On November 20, 2014, President Obama, frustrated by congressional inaction on immigration, announced an ambitious and potentially transformative prosecutorial discretion policy to forego the deportations of millions of low priority undocumented immigrants. That announcement immediately sparked legal challenges, which quickly wound their way to the Supreme Court, and a nationwide debate about the limits of the President’s prosecutorial discretion authority. President Obama’s actions are part of a larger trend whereby modern presidents have increasingly used robust assertions of prosecutorial discretion powers to achieve policy goals that they could not realize through legislation.

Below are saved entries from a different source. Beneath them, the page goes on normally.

//! Player lifecycle dispatch and the global session list.
//!
//! One task consumes the lifecycle stream merged from every transport, so
//! the session list is mutated from a single place and needs no lock.
//! Arrivals are matched against existing sessions in creation order;
//! departures fall through to whichever session holds the player.

use std::sync::Arc;

use log::{debug, info};
use shared::{GameInfo, Object};
use tokio::sync::mpsc;

use crate::player::Player;
use crate::queue::SlidingReceiver;
use crate::session::GameSession;

/// Player lifecycle events merged from all transports.
pub enum Lifecycle {
    /// A handshaken player looking for a session. Carries the consuming
    /// ends of the player's inbound streams for the session fan-in.
    Arrival {
        player: Arc<Player>,
        info: GameInfo,
        inbound: SlidingReceiver<Object>,
        local: mpsc::UnboundedReceiver<Object>,
    },
    /// A closed connection. Duplicates are harmless.
    Departure { player_id: String },
}

/// Runs the dispatcher until every transport has hung up.
pub async fn run(mut events: mpsc::UnboundedReceiver<Lifecycle>) {
    let mut sessions: Vec<Arc<GameSession>> = Vec::new();

    while let Some(event) = events.recv().await {
        match event {
            Lifecycle::Arrival {
                player,
                info,
                inbound,
                local,
            } => {
                // First matching session wins: same game type, room left,
                // and a donor available for the late-join sync. No match
                // means a fresh session, even when only the donor check
                // failed.
                let session = match sessions.iter().find(|s| s.accepts(&info)).cloned() {
                    Some(existing) => existing,
                    None => {
                        let created = GameSession::spawn(&info);
                        sessions.push(created.clone());
                        created
                    }
                };
                session.admit(player, inbound, local);
            }
            Lifecycle::Departure { player_id } => {
                for session in &sessions {
                    if session.remove_player(&player_id) {
                        break;
                    }
                }
                sessions.retain(|session| {
                    if session.is_empty() {
                        session.terminate();
                        false
                    } else {
                        true
                    }
                });
            }
        }
    }

    info!("lifecycle stream closed, dispatcher stopping");
    for session in &sessions {
        session.terminate();
    }
    debug!("dispatcher stopped");
}

#[cfg(test)]
mod tests {
    use super::*;
    use serde_json::json;
    use shared::PLAYER_ID;
    use std::time::Duration;
    use tokio::time::timeout;

    struct TestClient {
        player_id: String,
        outbound_rx: mpsc::Receiver<Object>,
    }

    async fn recv(client: &mut TestClient) -> Object {
        timeout(Duration::from_secs(2), client.outbound_rx.recv())
            .await
            .expect("timed out waiting for message")
            .expect("outbound closed")
    }

    fn join(events: &mpsc::UnboundedSender<Lifecycle>, info: GameInfo) -> TestClient {
        let (player, io) = Player::create();
        let player_id = player.id.clone();
        events
            .send(Lifecycle::Arrival {
                player,
                info,
                inbound: io.inbound_rx,
                local: io.local_rx,
            })
            .unwrap();
        TestClient {
            player_id,
            outbound_rx: io.outbound_rx,
        }
    }

    fn info(game_type: &str, max_players: u32) -> GameInfo {
        GameInfo {
            game_type: game_type.into(),
            max_players,
            step_time: 0,
        }
    }

    #[tokio::test]
    async fn test_matching_arrivals_share_a_session() {
        let (tx, rx) = mpsc::unbounded_channel();
        tokio::spawn(run(rx));

        let mut a = join(&tx, info("chess", 4));
        let a_admission = recv(&mut a).await;
        assert_eq!(a_admission.get("newGame"), Some(&json!(true)));

        let mut b = join(&tx, info("chess", 4));
        let b_admission = recv(&mut b).await;
        assert_eq!(b_admission.get("newGame"), Some(&json!(false)));
        assert_eq!(b_admission.get(PLAYER_ID), Some(&json!(1)));
        // Same session, same seed.
        assert_eq!(a_admission.get("seed"), b_admission.get("seed"));
    }

    #[tokio::test]
    async fn test_game_types_partition_sessions() {
        let (tx, rx) = mpsc::unbounded_channel();
        tokio::spawn(run(rx));

        let mut a = join(&tx, info("chess", 4));
        let _ = recv(&mut a).await;
        let mut b = join(&tx, info("go", 4));
        let b_admission = recv(&mut b).await;
        // A different game type never matches: B founded its own session.
        assert_eq!(b_admission.get("newGame"), Some(&json!(true)));
        assert_eq!(b_admission.get(PLAYER_ID), Some(&json!(0)));
    }

    #[tokio::test]
    async fn test_capacity_spills_into_new_session() {
        let (tx, rx) = mpsc::unbounded_channel();
        tokio::spawn(run(rx));

        let mut a = join(&tx, info("x", 2));
        let _ = recv(&mut a).await;
        let mut b = join(&tx, info("x", 2));
        let b_admission = recv(&mut b).await;
        assert_eq!(b_admission.get("newGame"), Some(&json!(false)));

        let mut c = join(&tx, info("x", 2));
        let c_admission = recv(&mut c).await;
        assert_eq!(c_admission.get("newGame"), Some(&json!(true)));
        assert_eq!(c_admission.get(PLAYER_ID), Some(&json!(0)));
    }

    #[tokio::test]
    async fn test_capacity_one_admits_exactly_one() {
        let (tx, rx) = mpsc::unbounded_channel();
        tokio::spawn(run(rx));

        let mut a = join(&tx, info("solo", 1));
        let _ = recv(&mut a).await;
        let mut b = join(&tx, info("solo", 1));
        let b_admission = recv(&mut b).await;
        assert_eq!(b_admission.get("newGame"), Some(&json!(true)));
    }

    #[tokio::test]
    async fn test_departure_notifies_peers_and_is_idempotent() {
        let (tx, rx) = mpsc::unbounded_channel();
        tokio::spawn(run(rx));

        let mut a = join(&tx, info("chess", 4));
        let _ = recv(&mut a).await;
        let mut b = join(&tx, info("chess", 4));
        let _ = recv(&mut b).await;

        tx.send(Lifecycle::Departure {
            player_id: b.player_id.clone(),
        })
        .unwrap();
        // A second departure for the same player must change nothing.
        tx.send(Lifecycle::Departure {
            player_id: b.player_id.clone(),
        })
        .unwrap();

        let notice = loop {
            let m = recv(&mut a).await;
            if m.contains_key("disconnected") {
                break m;
            }
        };
        assert_eq!(notice.get("disconnected"), Some(&json!(1)));

        // The dispatcher still works afterwards.
        let mut c = join(&tx, info("chess", 4));
        let c_admission = recv(&mut c).await;
        assert_eq!(c_admission.get("newGame"), Some(&json!(false)));
    }

    #[tokio::test]
    async fn test_last_departure_terminates_session() {
        let (tx, rx) = mpsc::unbounded_channel();
        tokio::spawn(run(rx));

        let mut a = join(&tx, info("chess", 4));
        let _ = recv(&mut a).await;
        tx.send(Lifecycle::Departure {
            player_id: a.player_id.clone(),
        })
        .unwrap();

        // The next arrival of the same type founds a brand-new session with
        // slot numbering starting over.
        let mut b = join(&tx, info("chess", 4));
        let b_admission = recv(&mut b).await;
        assert_eq!(b_admission.get("newGame"), Some(&json!(true)));
        assert_eq!(b_admission.get(PLAYER_ID), Some(&json!(0)));
    }
}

There are clear dangers in allowing a president to wield excessive prosecutorial discretion power. Taken to an extreme, in the context of the vast modern administrative state, a president could significantly undermine the will of Congress across a wide array of subject areas and, thereby, upset the separation of powers enshrined in the Constitution. This legitimate concern has led some to argue that a president should not be permitted to exercise prosecutorial discretion categorically or based on her own normative view of the public interest. Categorical normative prosecutorial discretion policies pose the greatest risk of infringing on Congress’ primary policy making role; however, excising normative judgments and agency wide policies is entirely unworkable. The core purposes of prosecutorial discretion — justice, mercy and societal utility — all necessarily require the President to make independent judgments about the wisdom of prosecution. Limiting prosecutorial discretion to case-by-case determinations would be at odds with historic and modern practice and would significantly undermine the institutional design goals of transparency, uniformity and accountability.

This Article suggests a new way to think about the boundaries of the President’s prosecutorial discretion authority. Specifically, I propose that the nature of prosecutorial discretion power is dependent on the context of enforcement and that the power is at its zenith when a president exercises her discretion to protect physical liberty. It is in the liberty deprivation context where historical precedent, the Constitution’s structural bias against liberty deprivation and the textual sources of prosecutorial discretion powers all militate in favor of robust presidential powers as a necessary check against excessively punitive statutory schemes.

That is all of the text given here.